Ela não foi nomeada por conta de decisão judicial movida por outra candidata, que determinou à universidade, por meio de liminar, que “convoque a impetrante, classificada em 1º lugar, para nomeação, posse e exercício, a fim de assumir a única vaga aberta para o cargo”.
Com apenas uma vaga disponível para a função de professora adjunta na área de otorrinolaringologia, Lorena ficou em quarto lugar entre todos os candidatos e, por conta da lei de cotas, teria a preferência, conforme previa o edital do processo seletivo. No entanto, no último dia 21 de agosto, à espera da nomeação, a médica foi surpreendida por uma decisão da 1ª Vara Federal Cível da Seção Judiciária da Bahia favorável à candidata Carolina Cincurá, que passou em primeiro lugar na ampla concorrência.
“Em virtude de a Ufba ter oferecido apenas 01 (uma) vaga para o cargo de professor de médico otorrinolaringologista, a aplicação dos percentuais de 20% e de 5% de reserva para negros e deficientes não pode suprimir a primeira classificação de livre concorrência”, diz um trecho do documento da Justiça. Mesmo assim, Lorena se sentiu “completamente violada”.
Durante o processo judicial, a Ufba defendeu que a seleção ocorreu corretamente, se posicionando de forma contrária à decisão da liminar. “Pelo exposto, concluímos que não houve qualquer irregularidade por parte desta Ufba quanto aos trâmites relacionados ao concurso oferecido pela Faculdade de Medicina da Bahia”, afirmou.
Lei de Cotas
A Ufba passou a cumprir a Lei de Cotas (Lei n. 12.990/2014) em todos os seus concursos considerando a totalidade de vagas do Edital e não aplicando qualquer fracionamento sobre especialidades ou áreas, a partir de dezembro de 2018. Anteriormente, esta lei era aplicada somente nas áreas com três ou mais vagas.
No caso dos concursos para professor do magistério superior das universidades federais, como as vagas por cada área do conhecimento são, em geral, inferiores a três, a aplicação da lei não era possível, inviabilizando, na prática, a política afirmativa de inclusão, objetivo da Lei de Cotas.

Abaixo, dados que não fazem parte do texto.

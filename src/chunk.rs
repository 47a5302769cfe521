//! Character-window chunking of page text.

use sha2::{Digest, Sha256};
use uuid::Uuid;

use crate::models::{PaperChunk, PaperMeta};

/// Split `text` into overlapping windows of at most `max_chars` characters.
///
/// Windows prefer to break at a paragraph boundary, then a line break, then a
/// space, falling back to a hard split. Consecutive windows share up to
/// `overlap_chars` characters of context.
pub fn chunk_text(text: &str, max_chars: usize, overlap_chars: usize) -> Vec<String> {
    let trimmed = text.trim();
    if trimmed.is_empty() {
        return Vec::new();
    }

    // Work over char boundaries so multibyte input never splits mid-char.
    let bounds: Vec<usize> = trimmed.char_indices().map(|(i, _)| i).collect();
    let n = bounds.len();
    if n <= max_chars {
        return vec![trimmed.to_string()];
    }
    let byte_at = |char_idx: usize| -> usize {
        if char_idx >= n {
            trimmed.len()
        } else {
            bounds[char_idx]
        }
    };

    let mut chunks = Vec::new();
    let mut start = 0usize;
    while start < n {
        let hard_end = (start + max_chars).min(n);
        let mut end = hard_end;
        if hard_end < n {
            let window = &trimmed[byte_at(start)..byte_at(hard_end)];
            let cut = window
                .rfind("\n\n")
                .or_else(|| window.rfind('\n'))
                .or_else(|| window.rfind(' '));
            if let Some(pos) = cut {
                let cut_chars = window[..pos].chars().count();
                // A boundary in the first half wastes too much window.
                if cut_chars > max_chars / 2 {
                    end = start + cut_chars;
                }
            }
        }

        let piece = trimmed[byte_at(start)..byte_at(end)].trim();
        if !piece.is_empty() {
            chunks.push(piece.to_string());
        }
        if end >= n {
            break;
        }
        let next = end.saturating_sub(overlap_chars);
        start = if next > start { next } else { end };
    }
    chunks
}

/// Build a chunk row for one window of page text.
pub fn make_chunk(
    meta: &PaperMeta,
    paper_id: &str,
    chunk_index: i64,
    page: i64,
    text: &str,
) -> PaperChunk {
    let mut hasher = Sha256::new();
    hasher.update(text.as_bytes());
    let hash = format!("{:x}", hasher.finalize());

    PaperChunk {
        id: Uuid::new_v4().to_string(),
        paper_id: paper_id.to_string(),
        chunk_index,
        page,
        text: text.to_string(),
        hash,
        subject: meta.subject.clone(),
        topic: meta.topic.clone(),
        title: meta.title.clone(),
        year: meta.year,
        relpath: meta.relpath.clone(),
    }
}

/// Chunk every page of a paper, assigning contiguous chunk indices across
/// page boundaries.
pub fn chunk_pages(
    meta: &PaperMeta,
    paper_id: &str,
    pages: &[String],
    max_chars: usize,
    overlap_chars: usize,
) -> Vec<PaperChunk> {
    let mut chunks = Vec::new();
    let mut index: i64 = 0;
    for (page_no, page_text) in pages.iter().enumerate() {
        for piece in chunk_text(page_text, max_chars, overlap_chars) {
            chunks.push(make_chunk(meta, paper_id, index, page_no as i64, &piece));
            index += 1;
        }
    }
    chunks
}

#[cfg(test)]
mod tests {
    use super::*;

    fn meta() -> PaperMeta {
        PaperMeta {
            relpath: "AI/Agents/Test - 2024.pdf".to_string(),
            subject: "AI".to_string(),
            topic: Some("Agents".to_string()),
            title: "Test".to_string(),
            year: Some(2024),
        }
    }

    #[test]
    fn test_empty_text_no_chunks() {
        assert!(chunk_text("", 1500, 250).is_empty());
        assert!(chunk_text("   \n\t  ", 1500, 250).is_empty());
    }

    #[test]
    fn test_small_text_single_chunk() {
        let chunks = chunk_text("just a short paragraph", 1500, 250);
        assert_eq!(chunks, vec!["just a short paragraph".to_string()]);
    }

    #[test]
    fn test_windows_respect_max() {
        let text = "word ".repeat(1000);
        let chunks = chunk_text(&text, 200, 40);
        assert!(chunks.len() > 1);
        for c in &chunks {
            assert!(c.chars().count() <= 200, "chunk too long: {}", c.len());
        }
    }

    #[test]
    fn test_windows_overlap() {
        let text = "a".repeat(1000);
        // No boundaries anywhere: hard splits with fixed overlap.
        let chunks = chunk_text(&text, 300, 50);
        assert!(chunks.len() >= 3);
        let tail: String = chunks[0].chars().rev().take(50).collect();
        let head: String = chunks[1].chars().take(50).collect();
        assert_eq!(tail, head);
    }

    #[test]
    fn test_prefers_paragraph_boundary() {
        let first = "x".repeat(180);
        let second = "y".repeat(180);
        let text = format!("{}\n\n{}", first, second);
        let chunks = chunk_text(&text, 200, 20);
        assert!(chunks[0].ends_with('x'), "first chunk: {:?}", &chunks[0]);
        assert!(!chunks[0].contains('y'));
    }

    #[test]
    fn test_deterministic() {
        let text = "lorem ipsum dolor sit amet ".repeat(200);
        assert_eq!(chunk_text(&text, 500, 100), chunk_text(&text, 500, 100));
    }

    #[test]
    fn test_multibyte_safe() {
        let text = "日本語のテキスト ".repeat(300);
        let chunks = chunk_text(&text, 100, 20);
        assert!(chunks.len() > 1);
        for c in &chunks {
            assert!(c.chars().count() <= 100);
        }
    }

    #[test]
    fn test_chunk_indices_contiguous_across_pages() {
        let pages = vec![
            "first page text ".repeat(40),
            String::new(),
            "third page text ".repeat(40),
        ];
        let chunks = chunk_pages(&meta(), "paper-1", &pages, 200, 40);
        assert!(!chunks.is_empty());
        for (i, c) in chunks.iter().enumerate() {
            assert_eq!(c.chunk_index, i as i64);
        }
        // The empty page contributes nothing but page numbers stay put.
        assert!(chunks.iter().any(|c| c.page == 0));
        assert!(chunks.iter().any(|c| c.page == 2));
        assert!(chunks.iter().all(|c| c.page != 1));
    }

    #[test]
    fn test_chunk_carries_metadata() {
        let chunks = chunk_pages(&meta(), "paper-1", &["short text".to_string()], 1500, 250);
        assert_eq!(chunks.len(), 1);
        let c = &chunks[0];
        assert_eq!(c.paper_id, "paper-1");
        assert_eq!(c.subject, "AI");
        assert_eq!(c.topic.as_deref(), Some("Agents"));
        assert_eq!(c.year, Some(2024));
        assert_eq!(c.hash.len(), 64);
    }
}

Segundo a universidade, a reserva de cotas seguiu a decisão do Ministro do Supremo Tribunal Federal Luís Roberto Barroso, proferida no ano de 2017 em Ação Declaratória de Constitucionalidade. À época, o juiz argumentou que os órgãos de Estado não podem alegar a divisão por especialidade como motivo para deixar de aplicar as vagas destinadas aos cotistas.

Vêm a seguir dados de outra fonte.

#[derive(Debug, Clone, Serialize)]
pub struct ArxivPaper {
    pub source: String,
    /// The entry id, an abs URL.
    pub id: String,
    pub title: String,
    #[serde(rename = "abstract")]
    pub summary: String,
    pub year: Option<i64>,
    pub venue: String,
    pub authors: Vec<String>,
    pub pdf_url: Option<String>,
    pub landing_url: String,
    /// Echo of the search request, so callers can thread them into a fetch.
    pub subject: Option<String>,
    pub topic: Option<String>,
}

#[derive(Debug, Serialize)]
pub struct SearchReport {
    pub query: String,
    pub subject: Option<String>,
    pub topic: Option<String>,
    pub count: usize,
    pub papers: Vec<ArxivPaper>,
}

#[derive(Debug, Serialize)]
pub struct FetchReport {
    pub success: bool,
    pub file_path: Option<String>,
    pub indexed: bool,
    pub message: String,
}

// ============ Search ============

pub async fn search(
    config: &Config,
    query: &str,
    subject: Option<&str>,
    topic: Option<&str>,
    max_results: usize,
) -> Result<SearchReport> {
    let term = search_term(query, subject, topic);
    let n = max_results.clamp(1, 50);

    let client = reqwest::Client::builder()
        .timeout(Duration::from_secs(config.arxiv.timeout_secs))
        .build()
        .context("Failed to build HTTP client")?;
    let response = client
        .get(&config.arxiv.api_url)
        .query(&[
            ("search_query", format!("all:{}", term)),
            ("start", "0".to_string()),
            ("max_results", n.to_string()),
            ("sortBy", "relevance".to_string()),
        ])
        .send()
        .await
        .with_context(|| format!("arXiv request failed: {}", config.arxiv.api_url))?
        .error_for_status()
        .context("arXiv returned an error status")?;
    let body = response
        .bytes()
        .await
        .context("Failed to read arXiv response")?;

    let papers = parse_atom_feed(&body, subject, topic)?;
    Ok(SearchReport {
        query: query.to_string(),
        subject: subject.map(String::from),
        topic: topic.map(String::from),
        count: papers.len(),
        papers,
    })
}

/// Topic and subject sharpen the relevance sort when present.
fn search_term(query: &str, subject: Option<&str>, topic: Option<&str>) -> String {
    [topic, subject, Some(query)]
        .into_iter()
        .flatten()
        .map(str::trim)
        .filter(|s| !s.is_empty())
        .collect::<Vec<_>>()
        .join(" ")
}

// ============ Atom feed parsing ============

#[derive(Default)]
struct EntryDraft {
    id: String,
    title: String,
    summary: String,
    published: String,
    authors: Vec<String>,
    pdf_url: Option<String>,
}

impl EntryDraft {
    fn finish(self, subject: Option<&str>, topic: Option<&str>) -> ArxivPaper {
        let year = self.published.get(..4).and_then(|y| y.parse().ok());
        let pdf_url = self.pdf_url.or_else(|| {
            if self.id.contains("/abs/") {
                Some(self.id.replace("/abs/", "/pdf/"))
            } else {
                None
            }
        });
        ArxivPaper {
            source: "arxiv".to_string(),
            id: self.id.clone(),
            title: self.title,
            summary: truncate_abstract(&self.summary),
            year,
            venue: "arXiv".to_string(),
            authors: self.authors.into_iter().take(MAX_AUTHORS).collect(),
            pdf_url,
            landing_url: self.id,
            subject: subject.map(String::from),
            topic: topic.map(String::from),
        }
    }
}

Assim, o candidato autodeclarado negro mais bem classificado em sua área de conhecimento é reclassificado em lista única, de acordo com a sua nota final, e ocupará a vaga imediata em sua área de conhecimento, ainda que esta seja única e a sua ordem na classificação não lhe garanta a primeira posição geral.

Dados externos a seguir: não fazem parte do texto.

use anyhow::{Context, Result};
use sqlx::sqlite::{SqliteConnectOptions, SqlitePool, SqlitePoolOptions};
use std::str::FromStr;

use crate::config::Config;

/// Open the SQLite pool, creating the database file (and parent directory)
/// on first use. WAL keeps reads available while an indexing pass writes.
pub async fn connect(config: &Config) -> Result<SqlitePool> {
    let db_path = &config.db.path;

    if let Some(parent) = db_path.parent() {
        if !parent.as_os_str().is_empty() {
            std::fs::create_dir_all(parent)
                .with_context(|| format!("Failed to create directory: {}", parent.display()))?;
        }
    }

    let options = SqliteConnectOptions::from_str(&format!("sqlite:{}", db_path.display()))?
        .create_if_missing(true)
        .journal_mode(sqlx::sqlite::SqliteJournalMode::Wal);

    let pool = SqlitePoolOptions::new()
        .max_connections(5)
        .connect_with(options)
        .await
        .with_context(|| format!("Failed to open database: {}", db_path.display()))?;

    Ok(pool)
}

O percentual de 20% das vagas reservadas pelo Edital é sempre observado, na classificação geral do concurso. Após o resultado do concurso, os candidatos autodeclarados negros ainda são avaliados pelo procedimento da heteroidentificação, em comissão criada para este fim, de modo que seja verificada e confirmada a sua autodeclaração.